January 9, 2009 at 11:24 pm
hi friends
i have Date of Birth column in my database , i dont have age column
i want to calculate accurate Age form DOB..
please help me..
January 10, 2009 at 12:27 am
DECLARE @DOB datetime
SET @DOB = '1/20/1980'
SELECT CASE
WHEN DATEPART(DY,GETDATE()) >= DATEPART(DY,@DOB)
THEN DATEDIFF(YY,@DOB,GETDATE())
ELSE DATEDIFF(YY,@DOB,GETDATE())-1
END
November 16, 2012 at 1:56 am
Simple way to compute your age accurately.
A lot of query not exactly compute the age? yes! because sometime they only compute the datediff between DOB and datenow and divide it to 365.25 days and as a result they get a number with decimal something like 25 is the age with .06 decimal (age=25.06).

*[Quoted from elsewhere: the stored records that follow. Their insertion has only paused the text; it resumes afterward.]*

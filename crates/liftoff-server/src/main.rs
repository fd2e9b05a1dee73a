use clap::Parser;
use liftoff_server::Store;
use std::fs;
use std::path::PathBuf;
use std::process::ExitCode;
use std::sync::Arc;
use tracing::{error, info};

#[derive(Parser)]
#[command(name = "liftoff-server", about = "Liftoff state API v1 server")]
struct Cli {
    /// Address to bind.
    #[arg(long, default_value = "0.0.0.0")]
    bind: String,

    /// Port to listen on.
    #[arg(long, default_value_t = 8321)]
    port: u16,

    /// Directory holding records, locks and engine state, one subdirectory per account.
    #[arg(long, default_value = "./liftoff-state")]
    data_dir: PathBuf,

    /// Bearer token clients must present. Falls back to LIFTOFF_SERVER_TOKEN.
    #[arg(long)]
    auth_token: Option<String>,
}

fn main() -> ExitCode {
    tracing_subscriber::fmt()
        .with_env_filter(
            tracing_subscriber::EnvFilter::try_from_env("LIFTOFF_LOG")
                .unwrap_or_else(|_| tracing_subscriber::EnvFilter::new("info")),
        )
        .init();

    let cli = Cli::parse();

    if let Err(e) = fs::create_dir_all(&cli.data_dir) {
        error!("failed to create data directory {}: {e}", cli.data_dir.display());
        return ExitCode::FAILURE;
    }

    let addr = format!("{}:{}", cli.bind, cli.port);
    info!("data directory: {}", cli.data_dir.display());

    let mut store = Store::new(cli.data_dir);
    match cli
        .auth_token
        .or_else(|| std::env::var("LIFTOFF_SERVER_TOKEN").ok())
    {
        Some(token) if !token.is_empty() => store = store.with_auth_token(token),
        _ => info!("authentication disabled"),
    }

    match liftoff_server::run_server(&Arc::new(store), &addr) {
        Ok(()) => ExitCode::SUCCESS,
        Err(e) => {
            error!("{e}");
            ExitCode::FAILURE
        }
    }
}
//! Resizing.

use std::borrow::Borrow;

use image::imageops::{self, FilterType};
use serde::{Deserialize, Serialize};
use serde_json::Value;

use crate::buffer::{check_dimensions, Buffer, POSITIVE_DIMENSIONS};
use crate::dispatch::WorkUnit;
use crate::error::{Error, Result};
use crate::geom::Size;
use crate::imaging::{map_storage, require_8bit, StorageImage};

/// Target size of [`resize`].
///
/// Single-dimension forms keep the aspect ratio. Derived dimensions are
/// rounded half to even.
#[derive(Clone, Copy, Debug, PartialEq, Serialize, Deserialize)]
#[serde(rename_all = "camelCase")]
pub enum SizeSpec {
    Width(i64),
    Height(i64),
    Exact { width: i64, height: i64 },
    Scale(f64),
    Scales { x: f64, y: f64 },
}

impl SizeSpec {
    /// Parse the loosely typed form: a bare integer width, or an object
    /// with `width`/`height`, `scale`, or `xScale`/`yScale`.
    pub fn from_value(value: &Value) -> Result<Self> {
        if let Some(width) = value.as_i64() {
            return Ok(SizeSpec::Width(width));
        }
        let Some(obj) = value.as_object() else {
            return Err(Error::invalid("sizeSpec must be an integer or an object"));
        };
        let int = |key: &str| obj.get(key).and_then(Value::as_i64);
        let num = |key: &str| obj.get(key).and_then(Value::as_f64);
        let spec = match (int("width"), int("height")) {
            (Some(width), Some(height)) => SizeSpec::Exact { width, height },
            (Some(width), None) => SizeSpec::Width(width),
            (None, Some(height)) => SizeSpec::Height(height),
            (None, None) => match (num("scale"), num("xScale"), num("yScale")) {
                (Some(scale), _, _) => SizeSpec::Scale(scale),
                (None, Some(x), Some(y)) => SizeSpec::Scales { x, y },
                _ => return Err(Error::invalid("sizeSpec must be a valid sizeSpec object")),
            },
        };
        Ok(spec)
    }

    /// Output size for a `source`-sized buffer.
    pub fn target_size(&self, source: Size) -> Result<Size> {
        let (w, h) = (source.width as f64, source.height as f64);
        let (width, height) = match *self {
            SizeSpec::Width(width) => {
                if width <= 0 {
                    return Err(Error::invalid("width must be a positive integer"));
                }
                (width as f64, width as f64 * h / w)
            }
            SizeSpec::Height(height) => {
                if height <= 0 {
                    return Err(Error::invalid("height must be a positive integer"));
                }
                (height as f64 * w / h, height as f64)
            }
            SizeSpec::Exact { width, height } => {
                if width <= 0 || height <= 0 {
                    return Err(Error::invalid("width and height must be a positive integers"));
                }
                (width as f64, height as f64)
            }
            SizeSpec::Scale(scale) => {
                if !is_positive(scale) {
                    return Err(Error::invalid("scale must be positive floating point number"));
                }
                (w * scale, h * scale)
            }
            SizeSpec::Scales { x, y } => {
                if !(is_positive(x) && is_positive(y)) {
                    return Err(Error::invalid(
                        "xScale and yScale must be positive floating point numbers",
                    ));
                }
                (w * x, h * y)
            }
        };
        Ok(Size::new(
            derived_dimension(width, "width")?,
            derived_dimension(height, "height")?,
        ))
    }
}

fn is_positive(v: f64) -> bool {
    v.is_finite() && v > 0.0
}

fn derived_dimension(value: f64, name: &str) -> Result<usize> {
    let rounded = value.round_ties_even();
    if !(1.0..=u32::MAX as f64).contains(&rounded) {
        return Err(Error::invalid(format!(
            "resized {name} must be between 1 and {}, got {rounded}",
            u32::MAX
        )));
    }
    Ok(rounded as usize)
}

/// Resize with a Catmull-Rom cubic filter.
pub fn resize<'a, B>(buffer: B, spec: SizeSpec) -> Result<WorkUnit<'a, Buffer>>
where
    B: Borrow<Buffer> + Send + 'a,
{
    let source = buffer.borrow();
    require_8bit(source, "resize")?;
    let target = spec.target_size(source.size())?;
    check_dimensions(
        target.width,
        target.height,
        source.buffer_type(),
        POSITIVE_DIMENSIONS,
    )?;
    Ok(WorkUnit::new("resize", move || {
        let source = buffer.borrow();
        if source.size() == target {
            return Ok(source.clone());
        }
        let (w, h) = (target.width as u32, target.height as u32);
        let storage = StorageImage::from_buffer(source)?;
        map_storage!(storage, |img| imageops::resize(&img, w, h, FilterType::CatmullRom))
            .into_buffer()
    }))
}

#[cfg(test)]
mod tests {
    use super::*;
    use crate::{BufferSpec, BufferType, ErrorKind};
    use serde_json::json;

    fn uniform_bgr(width: usize, height: usize, value: f64) -> Buffer {
        Buffer::from_spec(
            &BufferSpec::new(width, height)
                .with_type(BufferType::Bgr8)
                .with_data(vec![value; width * height * 3]),
        )
        .unwrap()
    }

    #[test]
    fn derived_sizes() {
        let src = Size::new(640, 480);
        assert_eq!(SizeSpec::Width(320).target_size(src).unwrap(), Size::new(320, 240));
        assert_eq!(SizeSpec::Height(120).target_size(src).unwrap(), Size::new(160, 120));
        assert_eq!(SizeSpec::Scale(0.5).target_size(src).unwrap(), Size::new(320, 240));
        assert_eq!(
            SizeSpec::Scales { x: 0.5, y: 0.25 }.target_size(src).unwrap(),
            Size::new(320, 120)
        );
        assert_eq!(
            SizeSpec::Exact { width: 128, height: 200 }.target_size(src).unwrap(),
            Size::new(128, 200)
        );
        // 5 * 0.5 = 2.5 rounds to even
        assert_eq!(
            SizeSpec::Scale(0.5).target_size(Size::new(5, 7)).unwrap(),
            Size::new(2, 4)
        );
    }

    #[test]
    fn invalid_specs() {
        let src = Size::new(4, 4);
        let message = |spec: SizeSpec| spec.target_size(src).unwrap_err().to_string();
        assert_eq!(message(SizeSpec::Width(0)), "width must be a positive integer");
        assert_eq!(message(SizeSpec::Height(-3)), "height must be a positive integer");
        assert_eq!(
            message(SizeSpec::Exact { width: 3, height: 0 }),
            "width and height must be a positive integers"
        );
        assert_eq!(
            message(SizeSpec::Scale(-1.0)),
            "scale must be positive floating point number"
        );
        assert_eq!(
            message(SizeSpec::Scales { x: 1.0, y: 0.0 }),
            "xScale and yScale must be positive floating point numbers"
        );
        assert!(SizeSpec::Scale(f64::NAN).target_size(src).is_err());
        assert!(SizeSpec::Width(1).target_size(Size::new(1000, 1)).is_err());
    }

    #[test]
    fn parse_loose_form() {
        assert_eq!(SizeSpec::from_value(&json!(320)).unwrap(), SizeSpec::Width(320));
        assert_eq!(
            SizeSpec::from_value(&json!({"width": 128, "height": 200})).unwrap(),
            SizeSpec::Exact { width: 128, height: 200 }
        );
        assert_eq!(
            SizeSpec::from_value(&json!({"height": 10})).unwrap(),
            SizeSpec::Height(10)
        );
        assert_eq!(
            SizeSpec::from_value(&json!({"scale": 0.5})).unwrap(),
            SizeSpec::Scale(0.5)
        );
        assert_eq!(
            SizeSpec::from_value(&json!({"xScale": 0.5, "yScale": 2})).unwrap(),
            SizeSpec::Scales { x: 0.5, y: 2.0 }
        );
        assert!(SizeSpec::from_value(&json!({})).is_err());
        assert!(SizeSpec::from_value(&json!({"xScale": 0.5})).is_err());
        assert!(SizeSpec::from_value(&json!("big")).is_err());
    }

    #[test]
    fn resize_keeps_type_and_content() {
        let out = resize(uniform_bgr(8, 4, 100.0), SizeSpec::Width(4))
            .unwrap()
            .run()
            .unwrap();
        assert_eq!(out.size(), Size::new(4, 2));
        assert_eq!(out.buffer_type(), BufferType::Bgr8);
        assert!(out.to_raw_bytes().iter().all(|&v| v == 100));

        let gray = Buffer::new(3, 3, BufferType::Gray8).unwrap();
        let out = resize(&gray, SizeSpec::Exact { width: 6, height: 2 })
            .unwrap()
            .run()
            .unwrap();
        assert_eq!(out.size(), Size::new(6, 2));
        assert_eq!(out.buffer_type(), BufferType::Gray8);
    }

    #[test]
    fn float_buffers_are_rejected() {
        let float = Buffer::from_rows(&[[1.0, 2.0]]).unwrap();
        let err = resize(&float, SizeSpec::Scale(2.0)).unwrap_err();
        assert_eq!(err.kind(), ErrorKind::InvalidArgument);
    }

    #[test]
    fn unaddressable_targets_are_rejected() {
        let pixel = Buffer::new(1, 1, BufferType::Bgr8).unwrap();
        let huge = i64::from(u32::MAX);
        let err = resize(&pixel, SizeSpec::Exact { width: huge, height: huge }).unwrap_err();
        assert_eq!(err.kind(), ErrorKind::InvalidArgument);
        assert!(err.to_string().ends_with("buffer is too large"), "{err}");
    }
}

In this query you exactly get the age as is it.
Example 1
DOB = 11/15/1987 and
datenow =11/15/2012 the result would be
AGE=25
Example 2
DOB = 11/14/1987 and
datenow =11/15/2012 the result would be
AGE=24
SO HERE ARE THE QUERY
DECLARE @DOB SMALLDATETIME
SELECT @DOB = '11/15/1987'
SELECT
CASE
WHEN MONTH(@DOB) >= MONTH(GETDATE()) AND DAY(@DOB) >=DAY(GETDATE()) THEN DATEDIFF(YY,@DOB,GETDATE())
ELSE DATEDIFF(YY,@DOB,GETDATE())-1
END AS AGE
HOPE I CAN HELP! 🙂
November 16, 2012 at 3:00 am
martinez.math (11/16/2012)
Simple way to compute your age accurately.A lot of query not exactly compute the age? yes! because sometime they only compute the datediff between DOB and datenow and divide it to 365.25 days and as a result they get a number with decimal something like 25 is the age with .06 decimal (age=25.06).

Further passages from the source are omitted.